Business: Dropbox is a single organized platform where users can create content, access it from anywhere and share it with collaborators. DBX provides a collaboration platform worldwide. Its platform allows individuals, teams, and organizations to collaborate and sign up for free through its website or app, as well as upgrade to a paid subscription plan for premium features. As of December 31, 2020, the company had approximately 700 million registered users across 180 countries.

Stock Market Value: $12.4B ($31.05 per share)

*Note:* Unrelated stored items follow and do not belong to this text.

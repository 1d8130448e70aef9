//! HTTP boundary of the recommender
//!
//! Exposes the recommendation and browsing calls to the showreel front end.

use anyhow::Result;
use std::sync::Arc;
use tracing::info;

use crate::config::Config;
use crate::engine::Recommender;
use crate::store::CatalogStore;

pub mod handlers;
pub mod models;
pub mod server;

/// API server answering recommendation and browse requests
pub struct ApiServer {
    store: Arc<dyn CatalogStore>,
    recommender: Recommender,
    config: Arc<Config>,
}

impl ApiServer {
    /// Create a new API server
    pub fn new(store: Arc<dyn CatalogStore>, recommender: Recommender, config: Arc<Config>) -> Self {
        Self {
            store,
            recommender,
            config,
        }
    }

    /// Start the API server
    pub async fn start(self) -> Result<()> {
        info!(
            "🚀 Starting API server on {}:{} (store: {})",
            self.config.server.host,
            self.config.server.port,
            self.store.name()
        );

        server::start_http_server(self.store, self.recommender, self.config).await
    }
}
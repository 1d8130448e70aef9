use serde::Serialize;
use std::collections::{HashMap, HashSet};
use tracing::{debug, info, warn};

use crate::models::{Video, VideoRecord, VideoTagLink};
use crate::taxonomy::{KindMap, Tag};

/// In-memory join of videos, tag definitions and video/tag links
#[derive(Debug, Clone, Default)]
pub struct CatalogSnapshot {
    videos: Vec<Video>,
    tags: Vec<Tag>,
}

impl CatalogSnapshot {
    /// Join the three flat reads. Links pointing at unknown videos or tags
    /// are dropped; a video whose budget bounds are inverted gets them swapped.
    pub fn join(records: Vec<VideoRecord>, tags: Vec<Tag>, links: Vec<VideoTagLink>) -> Self {
        let tag_index: HashMap<&str, &Tag> = tags.iter().map(|t| (t.id.as_str(), t)).collect();
        let video_ids: HashSet<&str> = records.iter().map(|r| r.id.as_str()).collect();

        let mut tags_by_video: HashMap<&str, Vec<Tag>> = HashMap::new();
        let mut unknown_tags = 0usize;
        let mut unknown_videos = 0usize;
        for link in &links {
            if !video_ids.contains(link.video_id.as_str()) {
                unknown_videos += 1;
                continue;
            }
            match tag_index.get(link.tag_id.as_str()) {
                Some(tag) => {
                    let entry = tags_by_video.entry(link.video_id.as_str()).or_default();
                    if !entry.iter().any(|t| t.id == tag.id) {
                        entry.push((*tag).clone());
                    }
                }
                None => unknown_tags += 1,
            }
        }
        if unknown_tags + unknown_videos > 0 {
            warn!(
                "Dropped {} video/tag links ({} to unknown tags, {} to unknown videos)",
                unknown_tags + unknown_videos,
                unknown_tags,
                unknown_videos
            );
        }

        let videos: Vec<Video> = records
            .into_iter()
            .map(|mut record| {
                if let (Some(min), Some(max)) = (record.budget_min, record.budget_max) {
                    if min > max {
                        warn!("Video {} has budget_min > budget_max, swapping", record.id);
                        record.budget_min = Some(max);
                        record.budget_max = Some(min);
                    }
                }
                let video_tags = tags_by_video.remove(record.id.as_str()).unwrap_or_default();
                Video::new(record, video_tags)
            })
            .collect();

        debug!(
            "Joined catalog: {} videos, {} tags, {} links",
            videos.len(),
            tags.len(),
            links.len()
        );

        Self { videos, tags }
    }

    pub fn from_videos(videos: Vec<Video>) -> Self {
        let mut seen = HashSet::new();
        let tags = videos
            .iter()
            .flat_map(|v| v.tags.iter())
            .filter(|t| seen.insert(t.id.clone()))
            .cloned()
            .collect();
        Self { videos, tags }
    }

    pub fn videos(&self) -> &[Video] {
        &self.videos
    }

    pub fn tags(&self) -> &[Tag] {
        &self.tags
    }

    pub fn is_empty(&self) -> bool {
        self.videos.is_empty()
    }

    /// Playable videos
    pub fn playable(&self) -> impl Iterator<Item = &Video> {
        self.videos.iter().filter(|v| !v.is_pending())
    }

    /// Distinct labels of keyword, style and parametre tags, first spelling
    /// wins when several share a normalized form.
    pub fn keyword_vocabulary(&self) -> Vec<String> {
        let mut seen = HashSet::new();
        self.tags
            .iter()
            .filter(|t| t.kind.is_keyword_like())
            .filter(|t| {
                let key = t.key();
                !key.is_empty() && seen.insert(key)
            })
            .map(|t| t.label.clone())
            .collect()
    }

    /// Tag definitions grouped by kind
    pub fn taxonomy(&self) -> KindMap<Vec<&Tag>> {
        crate::taxonomy::group_by_kind(&self.tags)
    }

    pub fn stats(&self) -> CatalogStats {
        let pending_videos = self.videos.iter().filter(|v| v.is_pending()).count();
        let untagged_videos = self.videos.iter().filter(|v| v.tags.is_empty()).count();
        let tags_per_kind = self.taxonomy().map(|_, tags| tags.len());

        CatalogStats {
            total_videos: self.videos.len(),
            pending_videos,
            untagged_videos,
            total_tags: self.tags.len(),
            tags_per_kind,
        }
    }
}

/// Statistics about a catalog snapshot
#[derive(Debug, Clone, Serialize)]
pub struct CatalogStats {
    pub total_videos: usize,
    pub pending_videos: usize,
    pub untagged_videos: usize,
    pub total_tags: usize,
    pub tags_per_kind: KindMap<usize>,
}

impl CatalogStats {
    /// Generate a summary string
    pub fn summary(&self) -> String {
        let per_kind = self
            .tags_per_kind
            .iter()
            .map(|(kind, n)| format!("{}={}", kind, n))
            .collect::<Vec<_>>()
            .join(", ");

        format!(
            "Catalog Stats:\n\
            - Videos: {} ({} pending, {} untagged)\n\
            - Tags: {}\n\
            - Per kind: {}",
            self.total_videos, self.pending_videos, self.untagged_videos, self.total_tags, per_kind
        )
    }

    pub fn log(&self) {
        info!(
            "📚 Catalog loaded: {} videos ({} pending), {} tags",
            self.total_videos, self.pending_videos, self.total_tags
        );
    }
}

#[cfg(test)]
mod tests {
    use super::*;
    use crate::taxonomy::TaxonomyKind;
    use chrono::Utc;

    fn record(id: &str, min: Option<u64>, max: Option<u64>) -> VideoRecord {
        VideoRecord {
            id: id.to_string(),
            title: id.to_string(),
            playback_id: format!("mux-{}", id),
            duration: None,
            budget_min: min,
            budget_max: max,
            featured: false,
            thumbnail_time: None,
            created_at: Utc::now(),
        }
    }

    fn link(video_id: &str, tag_id: &str) -> VideoTagLink {
        VideoTagLink {
            video_id: video_id.to_string(),
            tag_id: tag_id.to_string(),
        }
    }

    #[test]
    fn test_join_attaches_tags_and_drops_dangling_links() {
        let tags = vec![
            Tag::new("t1", TaxonomyKind::Type, "Publicité"),
            Tag::new("t2", TaxonomyKind::Keyword, "café"),
        ];
        let links = vec![
            link("v1", "t1"),
            link("v1", "t2"),
            link("v1", "t1"),
            link("v2", "missing"),
            link("ghost", "t2"),
        ];
        let snapshot = CatalogSnapshot::join(vec![record("v1", None, None), record("v2", None, None)], tags, links);

        assert_eq!(snapshot.videos().len(), 2);
        assert_eq!(snapshot.videos()[0].tags.len(), 2);
        assert!(snapshot.videos()[1].tags.is_empty());
    }

    #[test]
    fn test_join_swaps_inverted_budget() {
        let snapshot = CatalogSnapshot::join(vec![record("v1", Some(9_000), Some(3_000))], vec![], vec![]);
        let video = &snapshot.videos()[0];
        assert_eq!(video.record.budget_min, Some(3_000));
        assert_eq!(video.record.budget_max, Some(9_000));
    }

    #[test]
    fn test_keyword_vocabulary_dedups_by_normalized_label() {
        let tags = vec![
            Tag::new("t1", TaxonomyKind::Keyword, "Café"),
            Tag::new("t2", TaxonomyKind::Style, "cafe"),
            Tag::new("t3", TaxonomyKind::Parametre, "Drone"),
            Tag::new("t4", TaxonomyKind::Type, "Portrait"),
            Tag::new("t5", TaxonomyKind::Feel, "Chaleureux"),
        ];
        let snapshot = CatalogSnapshot::join(vec![], tags, vec![]);
        assert_eq!(snapshot.keyword_vocabulary(), vec!["Café", "Drone"]);
    }

    #[test]
    fn test_stats() {
        let mut pending = record("v2", None, None);
        pending.playback_id = "pending:abc".to_string();
        let tags = vec![Tag::new("t1", TaxonomyKind::Style, "Épuré")];
        let snapshot = CatalogSnapshot::join(vec![record("v1", None, None), pending], tags, vec![link("v1", "t1")]);
        let stats = snapshot.stats();

        assert_eq!(stats.total_videos, 2);
        assert_eq!(stats.pending_videos, 1);
        assert_eq!(stats.untagged_videos, 1);
        assert_eq!(stats.tags_per_kind[TaxonomyKind::Style], 1);
        assert!(stats.summary().contains("style=1"));
        assert_eq!(snapshot.playable().count(), 1);
    }
}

Activist: Elliott Associates

Percentage Ownership: >10%

Average Cost: n/a

Activist Commentary:  Elliott is a $40+ billion hedge fund with tremendous resources to analyze potential investments. They are a very successful and astute activist investor, particularly in the technology sector. Their team includes analysts from leading tech private equity firms, engineers, operating partners – former technology CEOs and COOs. When evaluating an investment, they also hire specialty and general management consultants, expert cost analysts and industry specialists. They often watch companies for many years before investing and have an extensive stable of impressive board candidates.

What’s Happening?

On June 2, 2021, it was reported that Elliott Management has built a stake in DBX of greater than 10%.

Behind the Scenes:

DBX was one of the highest profile private tech companies in the world when it went public in 2018 at $21 per share. Its 38-year-old founder and CEO, Andrew Houston, is one of the rising stars in the tech industry and sits on the board of Facebook. However, since going public Houston has not been able to come anywhere near expectations for the company and until Elliott started acquiring its shares recently, the company was trading under its $21 IPO price.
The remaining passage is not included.